In light of lemma 1.2 from the previous article, we focus on unitary representations. By $ U_n(\mathbb{C}) $ we will mean the group of unitary $ n \times n $-matrices. Let $ \rho : G \to GL(V) $ and $ \varphi : G \to GL(W) $ be representations of $ G $ and $ T : V \to W $ be a linear transformation. Then we define $T^{\sharp}: V \to W $ by $$T^{\sharp} = \frac{1}{|G|} \sum_{g \in G } \varphi_{g^{-1}}T\rho_g$$ It isn’t hard to see that $ T^{\sharp} \in \text{Hom}_G(\rho,\varphi) $ and this is a good exercise in the “change of variables”-trick from the previous article. The following is also true.

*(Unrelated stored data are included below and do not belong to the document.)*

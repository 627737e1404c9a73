//! Block events and success matching.
//!
//! After a transaction is included, the engine reads the block's
//! `System.Events`, keeps the records emitted by that transaction's
//! extrinsic, and asks the caller's [`EventMatcher`] which one means success.

use std::fmt;

use parity_scale_codec::{Decode, Encode};

use crate::metadata::Metadata;

/// When an event was emitted within a block.
#[derive(Debug, Clone, Copy, PartialEq, Eq, Encode, Decode)]
pub enum Phase {
    /// While applying the extrinsic at this index.
    #[codec(index = 0)]
    ApplyExtrinsic(u32),
    /// During block finalization.
    #[codec(index = 1)]
    Finalization,
    /// During block initialization.
    #[codec(index = 2)]
    Initialization,
}

/// One decoded event.
#[derive(Debug, Clone, PartialEq, Eq)]
pub struct EventRecord {
    /// Emission phase.
    pub phase: Phase,
    /// Pallet index.
    pub pallet_index: u8,
    /// Event index within the pallet.
    pub variant_index: u8,
    /// Pallet name.
    pub pallet: String,
    /// Event name.
    pub variant: String,
    /// SCALE-encoded event fields.
    pub fields: Vec<u8>,
    /// Indexed topics.
    pub topics: Vec<[u8; 32]>,
}

impl EventRecord {
    /// Whether this is `pallet.variant`.
    #[must_use]
    pub fn is(&self, pallet: &str, variant: &str) -> bool {
        self.pallet == pallet && self.variant == variant
    }

    /// Decodes the leading fields of the event as `T`, ignoring the rest.
    ///
    /// # Errors
    ///
    /// Returns an encoding error if the fields are too short for `T`.
    pub fn decode_fields<T: Decode>(&self) -> crate::Result<T> {
        let mut input = self.fields.as_slice();
        Ok(cess_types::decode_prefix(&mut input)?)
    }

    /// Dispatch error carried by `System.ExtrinsicFailed`, if this is one.
    #[must_use]
    pub fn dispatch_error(&self) -> Option<DispatchError> {
        if !self.is("System", "ExtrinsicFailed") {
            return None;
        }
        self.decode_fields().ok()
    }
}

impl fmt::Display for EventRecord {
    fn fmt(&self, f: &mut fmt::Formatter<'_>) -> fmt::Result {
        write!(f, "{}.{}", self.pallet, self.variant)
    }
}

/// Decides which event proves a transaction succeeded.
pub trait EventMatcher: Send + Sync {
    /// Returns true if `event` is the expected success event.
    fn matches(&self, event: &EventRecord) -> bool;

    /// Short description used in logs.
    fn describe(&self) -> String {
        "custom matcher".to_owned()
    }
}

impl<F> EventMatcher for F
where
    F: Fn(&EventRecord) -> bool + Send + Sync,
{
    fn matches(&self, event: &EventRecord) -> bool {
        self(event)
    }
}

/// Matches one `pallet.variant` event, optionally checking its fields.
pub struct ExpectEvent {
    pallet: String,
    variant: String,
    fields: Option<Box<dyn Fn(&[u8]) -> bool + Send + Sync>>,
}

impl ExpectEvent {
    /// Matches any `pallet.variant` event.
    pub fn new(pallet: impl Into<String>, variant: impl Into<String>) -> Self {
        Self { pallet: pallet.into(), variant: variant.into(), fields: None }
    }

    /// Additionally requires the encoded fields to satisfy `check`.
    #[must_use]
    pub fn with_fields(mut self, check: impl Fn(&[u8]) -> bool + Send + Sync + 'static) -> Self {
        self.fields = Some(Box::new(check));
        self
    }
}

impl fmt::Debug for ExpectEvent {
    fn fmt(&self, f: &mut fmt::Formatter<'_>) -> fmt::Result {
        f.debug_struct("ExpectEvent")
            .field("pallet", &self.pallet)
            .field("variant", &self.variant)
            .field("checks_fields", &self.fields.is_some())
            .finish()
    }
}

impl EventMatcher for ExpectEvent {
    fn matches(&self, event: &EventRecord) -> bool {
        event.is(&self.pallet, &self.variant)
            && self.fields.as_ref().is_none_or(|check| check(&event.fields))
    }

    fn describe(&self) -> String {
        format!("{}.{}", self.pallet, self.variant)
    }
}

/// Error index inside a pallet's error enum.
#[derive(Debug, Clone, Copy, PartialEq, Eq, Encode, Decode)]
pub struct ModuleError {
    /// Pallet index.
    pub index: u8,
    /// Error bytes; the first is the error variant index.
    pub error: [u8; 4],
}

/// Why a dispatched extrinsic failed.
#[derive(Debug, Clone, Copy, PartialEq, Eq, Encode, Decode)]
pub enum DispatchError {
    /// Unspecified error.
    #[codec(index = 0)]
    Other,
    /// Account lookup failed.
    #[codec(index = 1)]
    CannotLookup,
    /// Bad origin.
    #[codec(index = 2)]
    BadOrigin,
    /// Pallet-specific error.
    #[codec(index = 3)]
    Module(ModuleError),
    /// Account still has consumers.
    #[codec(index = 4)]
    ConsumerRemaining,
    /// Account has no providers.
    #[codec(index = 5)]
    NoProviders,
    /// Too many consumers.
    #[codec(index = 6)]
    TooManyConsumers,
    /// Token error, by variant index.
    #[codec(index = 7)]
    Token(u8),
    /// Arithmetic error, by variant index.
    #[codec(index = 8)]
    Arithmetic(u8),
    /// Transactional layer error, by variant index.
    #[codec(index = 9)]
    Transactional(u8),
    /// Resources exhausted.
    #[codec(index = 10)]
    Exhausted,
    /// State corruption.
    #[codec(index = 11)]
    Corruption,
    /// Resource unavailable.
    #[codec(index = 12)]
    Unavailable,
    /// Root origin not allowed.
    #[codec(index = 13)]
    RootNotAllowed,
}

impl DispatchError {
    /// Human-readable description, naming module errors through `metadata`.
    #[must_use]
    pub fn describe(&self, metadata: &Metadata) -> String {
        match self {
            Self::Module(ModuleError { index, error }) => metadata
                .error_name(*index, error[0])
                .map_or_else(
                    || format!("module error {index}:{}", error[0]),
                    |(pallet, name)| format!("{pallet}.{name}"),
                ),
            other => format!("{other:?}"),
        }
    }
}

#[cfg(test)]
#[allow(clippy::unwrap_used, clippy::expect_used, clippy::panic)]
mod tests {
    use super::*;
    use crate::metadata::{IndexedName, PalletMetadata};

    fn record(pallet: &str, variant: &str, fields: Vec<u8>) -> EventRecord {
        EventRecord {
            phase: Phase::ApplyExtrinsic(1),
            pallet_index: 0,
            variant_index: 0,
            pallet: pallet.to_owned(),
            variant: variant.to_owned(),
            fields,
            topics: vec![],
        }
    }

    #[test]
    fn expect_event_matches_name() {
        let matcher = ExpectEvent::new("FileBank", "CreateBucket");
        assert!(matcher.matches(&record("FileBank", "CreateBucket", vec![])));
        assert!(!matcher.matches(&record("FileBank", "DeleteBucket", vec![])));
        assert!(!matcher.matches(&record("Oss", "CreateBucket", vec![])));
        assert_eq!(matcher.describe(), "FileBank.CreateBucket");
    }

    #[test]
    fn expect_event_checks_fields() {
        let matcher = ExpectEvent::new("Sminer", "Registered").with_fields(|f| f.first() == Some(&9));
        assert!(matcher.matches(&record("Sminer", "Registered", vec![9, 1])));
        assert!(!matcher.matches(&record("Sminer", "Registered", vec![8])));
    }

    #[test]
    fn closures_are_matchers() {
        let matcher = |e: &EventRecord| e.variant.starts_with("Create");
        assert!(matcher.matches(&record("FileBank", "CreateBucket", vec![])));
    }

    #[test]
    fn extrinsic_failed_carries_module_error() {
        let mut fields = DispatchError::Module(ModuleError { index: 11, error: [2, 0, 0, 0] }).encode();
        // trailing dispatch info is ignored
        fields.extend([0u8; 10]);
        let event = record("System", "ExtrinsicFailed", fields);
        let err = event.dispatch_error().unwrap();

        let metadata = Metadata::new(vec![PalletMetadata {
            name: "FileBank".to_owned(),
            index: 11,
            calls: vec![],
            storage: vec![],
            events: vec![],
            errors: vec![IndexedName::new("SameBucketName", 2)],
        }]);
        assert_eq!(err.describe(&metadata), "FileBank.SameBucketName");
        assert_eq!(DispatchError::BadOrigin.describe(&metadata), "BadOrigin");
        assert!(record("System", "ExtrinsicSuccess", vec![]).dispatch_error().is_none());
    }

    #[test]
    fn dispatch_error_indices() {
        assert_eq!(DispatchError::Other.encode(), vec![0]);
        assert_eq!(DispatchError::Token(1).encode(), vec![7, 1]);
        assert_eq!(DispatchError::RootNotAllowed.encode(), vec![13]);
        assert_eq!(Phase::ApplyExtrinsic(2).encode(), vec![0, 2, 0, 0, 0]);
    }
}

Lemma 2.1: Using the notation from the paragraph over:

If $ T \in \text{Hom}_G(\rho,\varphi) $, then $ T^{\sharp} = T $.
As a consequence, $\mathcal{P}: \text{Hom}(V,W) \to \text{Hom}_G(\rho,\varphi) $ defined by $ T \mapsto T^{\sharp} $ is a linear map which is onto.

Proof. If $ T \in \text{Hom}_G(\rho,\varphi) $, then $ \varphi_g T = T \rho_g $ for all $ g \in G $. Using this we get $$ T^{\sharp} = \frac{1}{|G|} \sum_{g \in G} \varphi_{g^{-1}}T\rho_g = \frac{1}{|G|} \sum_{g \in G} \varphi_{g^{-1}}\varphi_g T = \frac{1}{|G|} \sum_{g \in G} T = T$$ The linearity of $ \mathcal{P} $ is clear and so is the surjectiveness by 1). $ \blacksquare $.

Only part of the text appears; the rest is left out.